Back in 2014 I wrote an e-letter entitled “Amazon update: when will the Justice Department step in?” “Never,” most people, even lawyers, said. But things have changed, and maybe antitrust law will move into the 21st-century. I’m thrilled to say that the time has come: the Justice Department is investigating Big Tech – Amazon, Apple, Facebook, and Google. Lina Khan is the law school who set this in motion, and I rejoiced when I read her story last year. Here’s the article in the New York Times.  This seems a good moment to publish a piece based on a speech I was supposed to deliver at the Beijing Book Fair a couple years ago. The topic intrigued my tech friends, and I was even asked if I would deliver it as the keynote speaker at a global publishing conference. Unfortunately neither event came off – the former because my son, who works in Beijing, came down with appendicitis the day I was supposed to speak – but I’m hoping for another chance.

Should a CEO write code?

Although I grew up around computers, as a child I couldn’t stand them. I was deeply embarrassed when my father insisted on coming to my classroom with a box he had built with lights that blinked on and off to demonstrate binary code (you’ll see a drawing below).

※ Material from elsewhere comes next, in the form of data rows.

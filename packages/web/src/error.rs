use axum::http::StatusCode;
use axum::response::{IntoResponse, Response};
use axum::Json;
use serde_json::json;

use dreamtales_story::StoryError;

/// Error returned by API handlers, rendered as `{"error": ...}`.
#[derive(Debug)]
pub enum ApiError {
    Story(StoryError),
    NotFound(String),
    BadRequest(String),
}

impl From<StoryError> for ApiError {
    fn from(err: StoryError) -> Self {
        ApiError::Story(err)
    }
}

impl IntoResponse for ApiError {
    fn into_response(self) -> Response {
        let (status, body) = match self {
            ApiError::NotFound(message) => (StatusCode::NOT_FOUND, json!({ "error": message })),
            ApiError::BadRequest(message) => {
                (StatusCode::BAD_REQUEST, json!({ "error": message }))
            }
            ApiError::Story(err) => story_error_response(err),
        };

        (status, Json(body)).into_response()
    }
}

fn story_error_response(err: StoryError) -> (StatusCode, serde_json::Value) {
    match err {
        StoryError::InvalidInput(message) => {
            (StatusCode::BAD_REQUEST, json!({ "error": message }))
        }
        StoryError::Conflict(message) => {
            tracing::error!(error = %message, "story conflict");
            (StatusCode::CONFLICT, json!({ "error": message }))
        }
        StoryError::PromptRejected { reason } => (
            StatusCode::UNPROCESSABLE_ENTITY,
            json!({ "error": "prompt rejected", "reason": reason }),
        ),
        StoryError::UnsafeOutput { reason, .. } => (
            StatusCode::UNPROCESSABLE_ENTITY,
            json!({ "error": "could not generate a safe story, please try another idea", "reason": reason }),
        ),
        err @ (StoryError::LlmApiRequest(_)
        | StoryError::LlmApiError { .. }
        | StoryError::LlmResponseParse(_)
        | StoryError::LlmEmptyResponse) => {
            tracing::error!(error = %err, "story generation failed");
            (
                StatusCode::BAD_GATEWAY,
                json!({ "error": "story generation failed" }),
            )
        }
        err => {
            tracing::error!(error = %err, "request failed");
            (
                StatusCode::INTERNAL_SERVER_ERROR,
                json!({ "error": "internal error" }),
            )
        }
    }
}
use std::time::Duration;

use async_trait::async_trait;
use serde::{Deserialize, Serialize};
use tracing::{debug, warn};

use crate::error::{Result, StoryError};

/// Role of a message in the conversation.
#[derive(Debug, Clone, Copy, Serialize, Deserialize, PartialEq, Eq)]
#[serde(rename_all = "lowercase")]
pub enum Role {
    System,
    User,
}

/// A single message in the conversation.
#[derive(Debug, Clone, Serialize, Deserialize, PartialEq, Eq)]
pub struct Message {
    pub role: Role,
    pub content: String,
}

impl Message {
    pub fn system(content: impl Into<String>) -> Self {
        Self {
            role: Role::System,
            content: content.into(),
        }
    }

    pub fn user(content: impl Into<String>) -> Self {
        Self {
            role: Role::User,
            content: content.into(),
        }
    }
}

/// Request to the LLM.
#[derive(Debug, Clone)]
pub struct LlmRequest {
    pub messages: Vec<Message>,
    pub max_tokens: u32,
    pub temperature: f64,
}

/// Response from the LLM.
#[derive(Debug, Clone)]
pub struct LlmResponse {
    pub content: String,
    pub input_tokens: u64,
    pub output_tokens: u64,
}

/// A vendor's text-generation capability.
#[async_trait]
pub trait LlmClient: Send + Sync {
    async fn complete(&self, request: &LlmRequest) -> Result<LlmResponse>;
}

/// OpenAI chat completions client.
///
/// NOTE: Do NOT derive `Debug` on this struct, `api_key` would be exposed.
pub struct OpenAiClient {
    http: reqwest::Client,
    api_key: String,
    api_base_url: String,
    model: String,
}

#[derive(Serialize)]
struct ChatCompletionRequest<'a> {
    model: &'a str,
    messages: &'a [Message],
    max_tokens: u32,
    temperature: f64,
}

#[derive(Deserialize)]
struct ChatCompletionResponse {
    choices: Vec<Choice>,
    usage: Option<Usage>,
}

#[derive(Deserialize)]
struct Choice {
    message: ChoiceMessage,
}

#[derive(Deserialize)]
struct ChoiceMessage {
    content: Option<String>,
}

#[derive(Deserialize)]
struct Usage {
    prompt_tokens: u64,
    completion_tokens: u64,
}

#[derive(Deserialize)]
struct OpenAiErrorResponse {
    error: Option<OpenAiErrorDetail>,
}

#[derive(Deserialize)]
struct OpenAiErrorDetail {
    message: String,
}

impl OpenAiClient {
    pub fn new(
        api_key: impl Into<String>,
        api_base_url: impl Into<String>,
        model: impl Into<String>,
        timeout: Duration,
    ) -> Result<Self> {
        let http = reqwest::Client::builder()
            .timeout(timeout)
            .build()
            .map_err(StoryError::LlmApiRequest)?;

        Ok(Self {
            http,
            api_key: api_key.into(),
            api_base_url: api_base_url.into().trim_end_matches('/').to_string(),
            model: model.into(),
        })
    }

    pub fn model(&self) -> &str {
        &self.model
    }
}

#[async_trait]
impl LlmClient for OpenAiClient {
    async fn complete(&self, request: &LlmRequest) -> Result<LlmResponse> {
        let url = format!("{}/v1/chat/completions", self.api_base_url);

        let body = ChatCompletionRequest {
            model: &self.model,
            messages: &request.messages,
            max_tokens: request.max_tokens,
            temperature: request.temperature,
        };

        debug!(model = %self.model, messages = request.messages.len(), "LLM request");

        let resp = self
            .http
            .post(&url)
            .bearer_auth(&self.api_key)
            .json(&body)
            .send()
            .await?;

        let status = resp.status().as_u16();

        if !resp.status().is_success() {
            let body_text = resp.text().await.unwrap_or_default();
            let message = serde_json::from_str::<OpenAiErrorResponse>(&body_text)
                .ok()
                .and_then(|r| r.error)
                .map(|e| e.message)
                .unwrap_or(body_text);
            warn!(status, model = %self.model, "LLM API error");
            return Err(StoryError::LlmApiError { status, message });
        }

        let api_response: ChatCompletionResponse = resp
            .json()
            .await
            .map_err(|e| StoryError::LlmResponseParse(e.to_string()))?;

        let content = api_response
            .choices
            .into_iter()
            .next()
            .and_then(|choice| choice.message.content)
            .unwrap_or_default();

        if content.is_empty() {
            return Err(StoryError::LlmEmptyResponse);
        }

        let (input_tokens, output_tokens) = api_response
            .usage
            .map(|u| (u.prompt_tokens, u.completion_tokens))
            .unwrap_or_default();

        Ok(LlmResponse {
            content,
            input_tokens,
            output_tokens,
        })
    }
}

/// Test utilities for the LLM client.
#[cfg(any(test, feature = "test-utils"))]
pub mod test_support {
    use super::*;
    use std::sync::Mutex;

    /// Mock LLM client for testing. Returns pre-configured responses in order
    /// and records every request it receives.
    pub struct MockLlmClient {
        responses: Mutex<Vec<Result<LlmResponse>>>,
        requests: Mutex<Vec<LlmRequest>>,
    }

    impl MockLlmClient {
        pub fn new(responses: Vec<Result<LlmResponse>>) -> Self {
            // Reverse so we can pop from the end
            let mut responses = responses;
            responses.reverse();
            Self {
                responses: Mutex::new(responses),
                requests: Mutex::new(Vec::new()),
            }
        }

        pub fn with_response(content: &str) -> Self {
            Self::with_responses(vec![content])
        }

        pub fn with_responses(contents: Vec<&str>) -> Self {
            Self::new(
                contents
                    .into_iter()
                    .map(|c| {
                        Ok(LlmResponse {
                            content: c.to_string(),
                            input_tokens: 100,
                            output_tokens: 200,
                        })
                    })
                    .collect(),
            )
        }

        /// Requests received so far, oldest first.
        pub fn requests(&self) -> Vec<LlmRequest> {
            self.requests
                .lock()
                .map(|r| r.clone())
                .unwrap_or_default()
        }

        pub fn call_count(&self) -> usize {
            self.requests().len()
        }
    }

    #[async_trait]
    impl LlmClient for MockLlmClient {
        async fn complete(&self, request: &LlmRequest) -> Result<LlmResponse> {
            if let Ok(mut requests) = self.requests.lock() {
                requests.push(request.clone());
            }
            let mut responses = self.responses.lock().map_err(|e| {
                StoryError::LlmResponseParse(format!("mock lock poisoned: {e}"))
            })?;
            responses.pop().unwrap_or(Err(StoryError::LlmEmptyResponse))
        }
    }
}

#[cfg(test)]
mod tests {
    use super::test_support::MockLlmClient;
    use super::*;

    #[test]
    fn test_message_serializes_lowercase_role() {
        let json = serde_json::to_value(Message::system("be kind")).unwrap();
        assert_eq!(json, serde_json::json!({"role": "system", "content": "be kind"}));
        let json = serde_json::to_value(Message::user("a fox")).unwrap();
        assert_eq!(json["role"], "user");
    }

    #[test]
    fn test_base_url_trailing_slash_trimmed() {
        let client = OpenAiClient::new("k", "http://localhost:1234/", "gpt-x", Duration::from_secs(1))
            .unwrap();
        assert_eq!(client.api_base_url, "http://localhost:1234");
        assert_eq!(client.model(), "gpt-x");
    }

    #[tokio::test]
    async fn test_mock_returns_in_order_then_empty() {
        let mock = MockLlmClient::with_responses(vec!["one", "two"]);
        let request = LlmRequest {
            messages: vec![Message::user("hi")],
            max_tokens: 10,
            temperature: 0.0,
        };
        assert_eq!(mock.complete(&request).await.unwrap().content, "one");
        assert_eq!(mock.complete(&request).await.unwrap().content, "two");
        assert!(matches!(
            mock.complete(&request).await,
            Err(StoryError::LlmEmptyResponse)
        ));
        assert_eq!(mock.call_count(), 3);
    }
}
use crate::config::env_or_default;
use crate::error::{Result, StoryError};

const DEFAULT_PROVIDER: &str = "openai:gpt-4o-mini";

/// Configuration for the story generation vendor.
#[derive(Clone)]
pub struct GenerationConfig {
    /// `vendor:model`, e.g. `openai:gpt-4o-mini`.
    pub provider: String,
    pub api_key: String,
    /// Overrides the vendor's default API base URL.
    pub api_base_url: Option<String>,
    pub temperature: f64,
    pub max_tokens: u32,
    pub timeout_secs: u64,
}

// api_key stays out of Debug output.
impl std::fmt::Debug for GenerationConfig {
    fn fmt(&self, f: &mut std::fmt::Formatter<'_>) -> std::fmt::Result {
        f.debug_struct("GenerationConfig")
            .field("provider", &self.provider)
            .field("api_key", &"[redacted]")
            .field("api_base_url", &self.api_base_url)
            .field("temperature", &self.temperature)
            .field("max_tokens", &self.max_tokens)
            .field("timeout_secs", &self.timeout_secs)
            .finish()
    }
}

impl GenerationConfig {
    /// Load configuration from environment variables.
    pub fn from_env() -> Result<Self> {
        let api_key = std::env::var("AI_API_KEY")
            .map_err(|_| StoryError::Config("AI_API_KEY not set".into()))?;

        let provider = std::env::var("AI_PROVIDER").unwrap_or_else(|_| DEFAULT_PROVIDER.into());

        let api_base_url = std::env::var("AI_API_BASE_URL")
            .ok()
            .filter(|v| !v.trim().is_empty());

        let temperature = env_or_default("AI_TEMPERATURE", 0.8);

        let max_tokens = env_or_default("AI_MAX_TOKENS", 2048);

        let timeout_secs = env_or_default("AI_TIMEOUT_SECS", 60);

        Ok(Self {
            provider,
            api_key,
            api_base_url,
            temperature,
            max_tokens,
            timeout_secs,
        })
    }

    /// Create a config builder for testing.
    pub fn builder(api_key: impl Into<String>) -> GenerationConfigBuilder {
        GenerationConfigBuilder {
            api_key: api_key.into(),
            provider: DEFAULT_PROVIDER.into(),
            api_base_url: None,
            temperature: 0.8,
            max_tokens: 2048,
            timeout_secs: 60,
        }
    }
}

/// Builder for constructing `GenerationConfig` in tests.
pub struct GenerationConfigBuilder {
    api_key: String,
    provider: String,
    api_base_url: Option<String>,
    temperature: f64,
    max_tokens: u32,
    timeout_secs: u64,
}

impl GenerationConfigBuilder {
    pub fn provider(mut self, provider: impl Into<String>) -> Self {
        self.provider = provider.into();
        self
    }

    pub fn api_base_url(mut self, api_base_url: impl Into<String>) -> Self {
        self.api_base_url = Some(api_base_url.into());
        self
    }

    pub fn temperature(mut self, temperature: f64) -> Self {
        self.temperature = temperature;
        self
    }

    pub fn max_tokens(mut self, max_tokens: u32) -> Self {
        self.max_tokens = max_tokens;
        self
    }

    pub fn timeout_secs(mut self, timeout_secs: u64) -> Self {
        self.timeout_secs = timeout_secs;
        self
    }

    pub fn build(self) -> GenerationConfig {
        GenerationConfig {
            provider: self.provider,
            api_key: self.api_key,
            api_base_url: self.api_base_url,
            temperature: self.temperature,
            max_tokens: self.max_tokens,
            timeout_secs: self.timeout_secs,
        }
    }
}
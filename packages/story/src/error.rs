use thiserror::Error;

#[derive(Debug, Error)]
pub enum StoryError {
    #[error("configuration error: {0}")]
    Config(String),

    #[error("Unsupported provider: {0}")]
    UnsupportedProvider(String),

    #[error("invalid input: {0}")]
    InvalidInput(String),

    #[error("conflict: {0}")]
    Conflict(String),

    #[error("prompt rejected: {reason}")]
    PromptRejected { reason: String },

    #[error("generated story still unsafe after {attempts} attempts: {reason}")]
    UnsafeOutput { attempts: u32, reason: String },

    #[error("invalid blocklist: {0}")]
    Blocklist(String),

    #[error("IO error: {0}")]
    Io(#[from] std::io::Error),

    #[error("LLM API request failed: {0}")]
    LlmApiRequest(#[from] reqwest::Error),

    #[error("LLM API error (status {status}): {message}")]
    LlmApiError { status: u16, message: String },

    #[error("failed to parse LLM response: {0}")]
    LlmResponseParse(String),

    #[error("LLM returned empty response")]
    LlmEmptyResponse,

    #[error("database error: {0}")]
    Database(#[from] sqlx::Error),

    #[error("migration error: {0}")]
    Migration(#[from] sqlx::migrate::MigrateError),
}

pub type Result<T> = std::result::Result<T, StoryError>;

#[cfg(test)]
mod tests {
    use super::*;

    #[test]
    fn test_unsupported_provider_display() {
        let err = StoryError::UnsupportedProvider("anthropic".into());
        assert_eq!(err.to_string(), "Unsupported provider: anthropic");
    }

    #[test]
    fn test_unsafe_output_display() {
        let err = StoryError::UnsafeOutput {
            attempts: 2,
            reason: "contains disallowed content (violence)".into(),
        };
        let msg = err.to_string();
        assert!(msg.contains("2 attempts"));
        assert!(msg.contains("violence"));
    }
}
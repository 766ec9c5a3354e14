use std::collections::HashMap;
use std::fmt;
use std::sync::Arc;
use std::time::Duration;

use tracing::info;

use crate::error::{Result, StoryError};
use crate::generation::client::{LlmClient, OpenAiClient};
use crate::generation::config::GenerationConfig;

const OPENAI_BASE_URL: &str = "https://api.openai.com";

/// A configured `vendor:model` pair.
#[derive(Debug, Clone, PartialEq, Eq)]
pub struct ProviderSpec {
    pub vendor: String,
    pub model: String,
}

impl ProviderSpec {
    /// Split on the first colon. The model keeps any further colons
    /// (`openai:ft:gpt-4o:acme` is vendor `openai`, model `ft:gpt-4o:acme`).
    /// A missing colon yields an empty model.
    pub fn parse(provider: &str) -> Self {
        let provider = provider.trim();
        let (vendor, model) = provider.split_once(':').unwrap_or((provider, ""));
        Self {
            vendor: vendor.trim().to_string(),
            model: model.trim().to_string(),
        }
    }
}

impl fmt::Display for ProviderSpec {
    fn fmt(&self, f: &mut fmt::Formatter<'_>) -> fmt::Result {
        write!(f, "{}:{}", self.vendor, self.model)
    }
}

/// Builds a client for one vendor.
pub trait VendorFactory: Send + Sync {
    fn create(&self, model: &str, config: &GenerationConfig) -> Result<Arc<dyn LlmClient>>;
}

impl<F> VendorFactory for F
where
    F: Fn(&str, &GenerationConfig) -> Result<Arc<dyn LlmClient>> + Send + Sync,
{
    fn create(&self, model: &str, config: &GenerationConfig) -> Result<Arc<dyn LlmClient>> {
        self(model, config)
    }
}

/// Factory for the OpenAI chat completions API.
pub struct OpenAiFactory;

impl VendorFactory for OpenAiFactory {
    fn create(&self, model: &str, config: &GenerationConfig) -> Result<Arc<dyn LlmClient>> {
        let base_url = config.api_base_url.as_deref().unwrap_or(OPENAI_BASE_URL);
        let client = OpenAiClient::new(
            config.api_key.clone(),
            base_url,
            model,
            Duration::from_secs(config.timeout_secs),
        )?;
        Ok(Arc::new(client))
    }
}

/// Maps vendor names to client factories.
#[derive(Default)]
pub struct VendorRegistry {
    factories: HashMap<String, Box<dyn VendorFactory>>,
}

impl VendorRegistry {
    pub fn new() -> Self {
        Self::default()
    }

    /// Registry with every built-in vendor (currently only `openai`).
    pub fn with_defaults() -> Self {
        let mut registry = Self::new();
        registry.register("openai", OpenAiFactory);
        registry
    }

    /// Add or replace a vendor.
    pub fn register(&mut self, vendor: impl Into<String>, factory: impl VendorFactory + 'static) {
        self.factories.insert(vendor.into(), Box::new(factory));
    }

    pub fn supports(&self, vendor: &str) -> bool {
        self.factories.contains_key(vendor)
    }

    pub fn vendors(&self) -> Vec<&str> {
        let mut vendors: Vec<&str> = self.factories.keys().map(String::as_str).collect();
        vendors.sort_unstable();
        vendors
    }

    /// Create the client for `spec`. Unknown vendors fail before any network
    /// activity.
    pub fn resolve(&self, spec: &ProviderSpec, config: &GenerationConfig) -> Result<Arc<dyn LlmClient>> {
        let factory = self
            .factories
            .get(&spec.vendor)
            .ok_or_else(|| StoryError::UnsupportedProvider(spec.vendor.clone()))?;

        if spec.model.is_empty() {
            return Err(StoryError::Config(format!(
                "provider '{}' has no model, expected vendor:model",
                spec.vendor
            )));
        }

        info!(vendor = %spec.vendor, model = %spec.model, "resolved generation provider");
        factory.create(&spec.model, config)
    }
}
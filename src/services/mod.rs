// SPDX-License-Identifier: MIT
// Copyright 2026 Roland Dreier <roland@rolandd.dev>

//! Services module - clients for the managed backends.

pub mod firebase_auth;
pub mod secrets;
pub mod tokens;
pub mod vertex;

pub use firebase_auth::{FirebaseAuthError, FirebaseIdentity, FirebaseTokenVerifier};
pub use secrets::{MemorySecrets, SecretError, SecretManagerStore, SecretStore, SecretVersion};
pub use tokens::{DevClaims, DevTokenIssuer};
pub use vertex::{TextGenerator, VertexClient};
// SPDX-License-Identifier: MIT
// Copyright 2026 Roland Dreier <roland@rolandd.dev>

//! Prompt routes: generate a completion, then log it.

use super::extract::{JsonBody, ValidatedJson, ValidatedQuery};
use super::ItemsResponse;
use crate::db::{collections, Document, Fields, ListQuery};
use crate::error::{AppError, Result};
use crate::models::{PromptIn, PromptLog, PromptUpdate};
use crate::time_utils::now_rfc3339;
use crate::AppState;
use axum::{
    extract::{Path, State},
    http::StatusCode,
    routing::get,
    Json, Router,
};
use serde::Deserialize;
use serde_json::Value;
use std::sync::Arc;
use validator::Validate;

const DEFAULT_PROMPT_LIMIT: u32 = 10;

#[derive(Debug, Deserialize, Validate)]
pub struct PromptListParams {
    #[validate(range(min = 1, max = 100))]
    pub limit: Option<u32>,
}

pub fn routes() -> Router<Arc<AppState>> {
    Router::new()
        .route("/prompts", get(list_prompts).post(create_prompt))
        .route(
            "/prompts/{id}",
            get(get_prompt).put(update_prompt).delete(delete_prompt),
        )
}

/// Run the prompt through the generator and store the result.
///
/// Nothing is stored when generation fails.
async fn create_prompt(
    State(state): State<Arc<AppState>>,
    ValidatedJson(body): ValidatedJson<PromptIn>,
) -> Result<(StatusCode, Json<Document>)> {
    let model = body
        .model
        .filter(|m| !m.trim().is_empty())
        .unwrap_or_else(|| state.generator.default_model().to_string());

    let output = state
        .generator
        .generate(&model, &body.prompt)
        .await
        .inspect_err(|e| tracing::warn!(model = %model, error = %e, "Generation failed"))?;

    let log = PromptLog {
        prompt: body.prompt,
        model,
        output,
        ts: now_rfc3339(),
    };
    let fields = match serde_json::to_value(&log) {
        Ok(Value::Object(fields)) => fields,
        _ => return Err(AppError::Internal(anyhow::anyhow!("prompt log is not an object"))),
    };

    let doc = state.db.create(collections::PROMPTS, fields).await?;

    tracing::info!(id = %doc.id, model = %log.model, "Prompt logged");
    Ok((StatusCode::CREATED, Json(doc)))
}

async fn list_prompts(
    State(state): State<Arc<AppState>>,
    ValidatedQuery(params): ValidatedQuery<PromptListParams>,
) -> Result<Json<ItemsResponse<Document>>> {
    let query = ListQuery {
        filters: Vec::new(),
        limit: params.limit.unwrap_or(DEFAULT_PROMPT_LIMIT),
        newest_first_by: Some("ts"),
    };
    let items = state.db.list(collections::PROMPTS, &query).await?;
    Ok(Json(ItemsResponse { items }))
}

async fn get_prompt(
    State(state): State<Arc<AppState>>,
    Path(id): Path<String>,
) -> Result<Json<Document>> {
    state
        .db
        .get(collections::PROMPTS, &id)
        .await?
        .map(Json)
        .ok_or_else(|| prompt_not_found(&id))
}

/// Set the prompt's note. A missing or null note leaves the log unchanged.
async fn update_prompt(
    State(state): State<Arc<AppState>>,
    Path(id): Path<String>,
    JsonBody(body): JsonBody<PromptUpdate>,
) -> Result<Json<Document>> {
    let mut patch = Fields::new();
    if let Some(note) = body.note {
        patch.insert("note".to_string(), Value::String(note));
    }

    state
        .db
        .merge(collections::PROMPTS, &id, patch)
        .await?
        .map(Json)
        .ok_or_else(|| prompt_not_found(&id))
}

async fn delete_prompt(
    State(state): State<Arc<AppState>>,
    Path(id): Path<String>,
) -> Result<StatusCode> {
    state.db.delete(collections::PROMPTS, &id).await?;
    Ok(StatusCode::NO_CONTENT)
}

fn prompt_not_found(id: &str) -> AppError {
    AppError::NotFound(format!("prompt {id} not found"))
}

My father had been an electrical engineering major at Purdue, the first in his family of carpenters and electricians to go to college. He graduated in 1957 and went to work for GE, then for Honeywell in Minneapolis and Control Data, a mainframe company whose name seems all too prescient now. A decade later, he was recruited to the Santa Clara Valley (later called Silicon Valley).

By that time, he was a computer man with a wife and five children. So in April of 1968, we drove to California, leaving Minnesota’s brown lawns and dirty snow for a valley in bloom and a town with the beautiful name of Sunnyvale. My parents eventually bought a house in Cupertino, about a ten-minute walk from where Apple headquarters is located today.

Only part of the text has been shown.